● **To do**:
In the data below, find every line that has the string "insert", and copy it.

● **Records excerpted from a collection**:
=== Section Start ===

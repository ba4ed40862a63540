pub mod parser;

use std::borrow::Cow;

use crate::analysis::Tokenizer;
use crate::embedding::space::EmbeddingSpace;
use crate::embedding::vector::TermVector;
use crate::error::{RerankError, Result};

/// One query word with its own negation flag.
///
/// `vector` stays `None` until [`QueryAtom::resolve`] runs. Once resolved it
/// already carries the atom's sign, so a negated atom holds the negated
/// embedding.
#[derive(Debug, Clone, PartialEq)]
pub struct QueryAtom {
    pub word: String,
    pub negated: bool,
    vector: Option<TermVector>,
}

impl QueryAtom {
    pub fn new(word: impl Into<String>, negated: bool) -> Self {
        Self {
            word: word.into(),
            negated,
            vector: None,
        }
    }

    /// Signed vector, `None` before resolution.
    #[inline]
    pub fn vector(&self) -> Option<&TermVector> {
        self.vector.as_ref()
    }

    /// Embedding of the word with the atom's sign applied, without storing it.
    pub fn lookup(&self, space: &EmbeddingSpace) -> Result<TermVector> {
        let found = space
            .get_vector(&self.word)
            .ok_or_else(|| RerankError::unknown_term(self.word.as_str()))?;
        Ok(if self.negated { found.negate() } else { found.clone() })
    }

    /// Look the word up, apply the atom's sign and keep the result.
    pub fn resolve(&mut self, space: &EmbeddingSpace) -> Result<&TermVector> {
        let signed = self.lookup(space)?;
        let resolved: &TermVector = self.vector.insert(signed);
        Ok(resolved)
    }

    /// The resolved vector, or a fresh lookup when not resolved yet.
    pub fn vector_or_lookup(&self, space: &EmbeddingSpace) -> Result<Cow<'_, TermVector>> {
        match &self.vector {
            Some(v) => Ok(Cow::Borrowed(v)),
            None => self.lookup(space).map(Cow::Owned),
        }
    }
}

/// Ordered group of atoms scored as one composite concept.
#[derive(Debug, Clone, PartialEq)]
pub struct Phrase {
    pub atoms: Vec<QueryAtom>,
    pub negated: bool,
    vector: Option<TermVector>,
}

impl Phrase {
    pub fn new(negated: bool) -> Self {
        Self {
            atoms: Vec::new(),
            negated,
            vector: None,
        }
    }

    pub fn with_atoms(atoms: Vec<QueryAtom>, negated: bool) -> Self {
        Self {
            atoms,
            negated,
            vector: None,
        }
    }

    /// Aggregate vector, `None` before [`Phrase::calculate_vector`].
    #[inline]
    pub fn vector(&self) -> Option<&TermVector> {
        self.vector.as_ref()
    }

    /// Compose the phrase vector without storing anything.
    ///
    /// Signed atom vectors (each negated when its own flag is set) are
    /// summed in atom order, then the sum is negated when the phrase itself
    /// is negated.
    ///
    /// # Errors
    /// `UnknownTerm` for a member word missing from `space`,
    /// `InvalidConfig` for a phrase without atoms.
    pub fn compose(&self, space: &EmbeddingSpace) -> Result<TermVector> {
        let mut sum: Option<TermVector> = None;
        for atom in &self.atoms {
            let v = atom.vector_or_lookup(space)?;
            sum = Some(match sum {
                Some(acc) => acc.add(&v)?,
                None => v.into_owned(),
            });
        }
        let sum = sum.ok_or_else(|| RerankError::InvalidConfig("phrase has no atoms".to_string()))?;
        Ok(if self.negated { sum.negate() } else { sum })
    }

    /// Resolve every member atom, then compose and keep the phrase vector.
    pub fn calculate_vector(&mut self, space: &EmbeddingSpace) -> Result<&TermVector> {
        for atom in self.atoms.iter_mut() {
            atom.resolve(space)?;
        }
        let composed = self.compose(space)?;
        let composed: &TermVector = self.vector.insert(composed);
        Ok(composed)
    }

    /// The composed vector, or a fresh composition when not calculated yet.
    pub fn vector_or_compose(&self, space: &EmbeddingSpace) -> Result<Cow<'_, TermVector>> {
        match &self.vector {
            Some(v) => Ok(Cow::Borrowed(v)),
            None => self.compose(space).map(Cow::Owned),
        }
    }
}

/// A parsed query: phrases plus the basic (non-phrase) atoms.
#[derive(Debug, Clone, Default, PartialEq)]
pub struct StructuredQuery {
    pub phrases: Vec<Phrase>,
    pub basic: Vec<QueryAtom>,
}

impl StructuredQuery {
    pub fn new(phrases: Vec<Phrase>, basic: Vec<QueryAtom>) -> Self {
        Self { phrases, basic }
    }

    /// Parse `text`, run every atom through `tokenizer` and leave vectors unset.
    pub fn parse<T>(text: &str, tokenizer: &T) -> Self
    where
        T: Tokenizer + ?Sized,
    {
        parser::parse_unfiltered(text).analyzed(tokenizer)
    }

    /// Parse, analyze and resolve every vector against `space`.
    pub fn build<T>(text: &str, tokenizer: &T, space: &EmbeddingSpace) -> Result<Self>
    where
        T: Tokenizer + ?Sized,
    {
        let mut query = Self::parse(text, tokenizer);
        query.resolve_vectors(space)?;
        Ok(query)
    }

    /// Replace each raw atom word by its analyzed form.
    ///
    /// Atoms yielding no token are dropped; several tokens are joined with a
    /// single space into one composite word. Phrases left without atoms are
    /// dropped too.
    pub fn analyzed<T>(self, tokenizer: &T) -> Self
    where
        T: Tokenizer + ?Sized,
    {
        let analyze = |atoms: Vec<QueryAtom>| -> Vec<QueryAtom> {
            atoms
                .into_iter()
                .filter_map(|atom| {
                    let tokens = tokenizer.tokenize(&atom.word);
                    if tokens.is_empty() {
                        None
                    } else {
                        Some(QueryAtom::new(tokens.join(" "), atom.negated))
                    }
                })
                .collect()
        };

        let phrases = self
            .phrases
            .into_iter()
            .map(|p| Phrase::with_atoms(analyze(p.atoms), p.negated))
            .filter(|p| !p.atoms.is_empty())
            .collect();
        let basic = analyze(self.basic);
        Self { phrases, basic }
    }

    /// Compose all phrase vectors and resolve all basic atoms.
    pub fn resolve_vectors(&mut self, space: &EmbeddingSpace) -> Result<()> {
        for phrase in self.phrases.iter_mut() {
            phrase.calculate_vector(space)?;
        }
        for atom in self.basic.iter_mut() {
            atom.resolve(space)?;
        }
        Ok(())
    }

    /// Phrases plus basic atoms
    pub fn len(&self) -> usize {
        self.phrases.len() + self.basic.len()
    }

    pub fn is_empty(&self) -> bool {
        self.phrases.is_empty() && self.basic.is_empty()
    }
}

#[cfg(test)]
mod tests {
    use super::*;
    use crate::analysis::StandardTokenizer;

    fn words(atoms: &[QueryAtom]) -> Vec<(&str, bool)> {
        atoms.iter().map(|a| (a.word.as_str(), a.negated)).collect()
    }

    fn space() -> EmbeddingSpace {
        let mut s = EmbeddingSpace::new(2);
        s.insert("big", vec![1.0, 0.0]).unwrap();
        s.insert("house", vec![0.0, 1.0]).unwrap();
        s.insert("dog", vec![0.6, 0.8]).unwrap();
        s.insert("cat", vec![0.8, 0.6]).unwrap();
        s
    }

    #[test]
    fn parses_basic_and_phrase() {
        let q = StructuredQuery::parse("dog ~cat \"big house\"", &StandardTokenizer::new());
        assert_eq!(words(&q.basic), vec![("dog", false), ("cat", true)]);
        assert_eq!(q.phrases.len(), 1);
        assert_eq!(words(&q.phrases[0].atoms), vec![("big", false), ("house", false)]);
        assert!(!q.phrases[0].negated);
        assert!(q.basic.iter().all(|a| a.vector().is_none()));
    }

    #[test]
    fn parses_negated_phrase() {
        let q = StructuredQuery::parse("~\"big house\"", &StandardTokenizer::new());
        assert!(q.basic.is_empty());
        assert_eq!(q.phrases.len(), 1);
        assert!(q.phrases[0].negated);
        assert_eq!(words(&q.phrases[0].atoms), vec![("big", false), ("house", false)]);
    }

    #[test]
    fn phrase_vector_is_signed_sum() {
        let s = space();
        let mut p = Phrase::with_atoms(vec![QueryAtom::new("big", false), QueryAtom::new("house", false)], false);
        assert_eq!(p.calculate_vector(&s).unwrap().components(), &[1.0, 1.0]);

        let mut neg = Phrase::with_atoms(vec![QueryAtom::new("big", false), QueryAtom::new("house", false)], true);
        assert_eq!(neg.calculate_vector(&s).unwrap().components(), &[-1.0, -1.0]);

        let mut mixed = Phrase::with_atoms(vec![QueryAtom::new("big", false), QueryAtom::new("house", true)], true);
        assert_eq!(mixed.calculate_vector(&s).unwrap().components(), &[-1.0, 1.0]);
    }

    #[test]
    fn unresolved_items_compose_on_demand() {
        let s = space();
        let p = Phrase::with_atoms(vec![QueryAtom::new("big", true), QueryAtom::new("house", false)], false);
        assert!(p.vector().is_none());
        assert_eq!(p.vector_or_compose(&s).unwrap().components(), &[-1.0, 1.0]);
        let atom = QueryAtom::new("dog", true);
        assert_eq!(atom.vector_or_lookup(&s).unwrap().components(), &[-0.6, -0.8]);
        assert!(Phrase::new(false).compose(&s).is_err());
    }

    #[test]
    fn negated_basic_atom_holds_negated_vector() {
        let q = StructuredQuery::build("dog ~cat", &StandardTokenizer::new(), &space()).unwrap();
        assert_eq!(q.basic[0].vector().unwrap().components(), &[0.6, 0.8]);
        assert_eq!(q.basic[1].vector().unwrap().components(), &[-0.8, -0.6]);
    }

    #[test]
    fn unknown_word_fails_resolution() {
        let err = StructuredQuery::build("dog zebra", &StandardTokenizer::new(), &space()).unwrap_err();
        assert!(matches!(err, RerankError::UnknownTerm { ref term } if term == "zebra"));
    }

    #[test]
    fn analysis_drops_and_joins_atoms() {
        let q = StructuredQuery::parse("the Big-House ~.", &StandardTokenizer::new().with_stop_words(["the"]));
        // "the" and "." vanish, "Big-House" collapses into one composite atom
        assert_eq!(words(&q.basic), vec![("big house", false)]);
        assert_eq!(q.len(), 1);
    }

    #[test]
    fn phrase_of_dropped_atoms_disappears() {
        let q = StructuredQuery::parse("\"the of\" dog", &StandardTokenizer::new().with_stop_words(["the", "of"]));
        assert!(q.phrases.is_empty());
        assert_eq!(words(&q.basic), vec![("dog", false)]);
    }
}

=== Section End ===
=== Section Start ===

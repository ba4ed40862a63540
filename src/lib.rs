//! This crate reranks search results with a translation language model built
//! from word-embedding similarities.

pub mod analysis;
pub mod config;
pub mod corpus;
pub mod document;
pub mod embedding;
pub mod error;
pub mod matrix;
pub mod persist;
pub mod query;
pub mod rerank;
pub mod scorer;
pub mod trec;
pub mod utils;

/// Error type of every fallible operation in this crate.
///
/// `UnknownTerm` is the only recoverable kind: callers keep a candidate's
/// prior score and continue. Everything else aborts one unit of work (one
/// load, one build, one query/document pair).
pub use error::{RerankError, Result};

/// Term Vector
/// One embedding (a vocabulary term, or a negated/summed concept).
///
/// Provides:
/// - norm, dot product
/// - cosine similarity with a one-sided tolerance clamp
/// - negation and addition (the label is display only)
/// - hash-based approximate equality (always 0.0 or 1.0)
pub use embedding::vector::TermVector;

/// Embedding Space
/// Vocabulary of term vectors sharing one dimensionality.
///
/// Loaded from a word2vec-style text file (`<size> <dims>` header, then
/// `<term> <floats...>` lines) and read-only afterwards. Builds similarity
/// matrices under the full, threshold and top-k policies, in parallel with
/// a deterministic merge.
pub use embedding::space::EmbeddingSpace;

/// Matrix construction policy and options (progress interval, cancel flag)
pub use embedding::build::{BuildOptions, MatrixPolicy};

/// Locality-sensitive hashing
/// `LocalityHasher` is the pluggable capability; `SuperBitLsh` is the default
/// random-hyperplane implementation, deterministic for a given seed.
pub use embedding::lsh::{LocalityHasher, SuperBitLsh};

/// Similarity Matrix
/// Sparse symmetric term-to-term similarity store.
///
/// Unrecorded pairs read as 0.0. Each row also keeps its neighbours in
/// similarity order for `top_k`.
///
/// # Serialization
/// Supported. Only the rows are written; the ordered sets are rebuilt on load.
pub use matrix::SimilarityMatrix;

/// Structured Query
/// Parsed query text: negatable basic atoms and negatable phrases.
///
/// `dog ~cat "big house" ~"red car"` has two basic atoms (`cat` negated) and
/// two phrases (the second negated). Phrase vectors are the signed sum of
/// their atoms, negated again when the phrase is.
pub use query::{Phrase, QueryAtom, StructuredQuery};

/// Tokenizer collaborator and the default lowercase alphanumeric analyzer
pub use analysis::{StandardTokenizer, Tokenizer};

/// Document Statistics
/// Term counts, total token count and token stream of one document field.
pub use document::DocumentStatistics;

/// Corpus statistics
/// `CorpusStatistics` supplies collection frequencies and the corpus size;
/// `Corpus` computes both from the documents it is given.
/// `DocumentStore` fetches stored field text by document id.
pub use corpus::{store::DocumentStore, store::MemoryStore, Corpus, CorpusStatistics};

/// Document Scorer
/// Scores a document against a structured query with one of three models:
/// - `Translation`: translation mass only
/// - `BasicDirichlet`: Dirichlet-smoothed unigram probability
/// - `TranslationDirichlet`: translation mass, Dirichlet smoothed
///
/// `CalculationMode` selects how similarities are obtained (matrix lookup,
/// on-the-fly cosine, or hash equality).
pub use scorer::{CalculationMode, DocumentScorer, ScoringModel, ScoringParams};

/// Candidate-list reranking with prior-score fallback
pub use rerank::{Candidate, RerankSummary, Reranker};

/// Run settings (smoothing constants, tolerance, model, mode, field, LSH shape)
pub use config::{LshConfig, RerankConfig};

=== Section End ===

● **Output**:
        let resolved: &TermVector = self.vector.insert(signed);
        let composed: &TermVector = self.vector.insert(composed);
        s.insert("big", vec![1.0, 0.0]).unwrap();
        s.insert("house", vec![0.0, 1.0]).unwrap();
        s.insert("dog", vec![0.6, 0.8]).unwrap();
        s.insert("cat", vec![0.8, 0.6]).unwrap();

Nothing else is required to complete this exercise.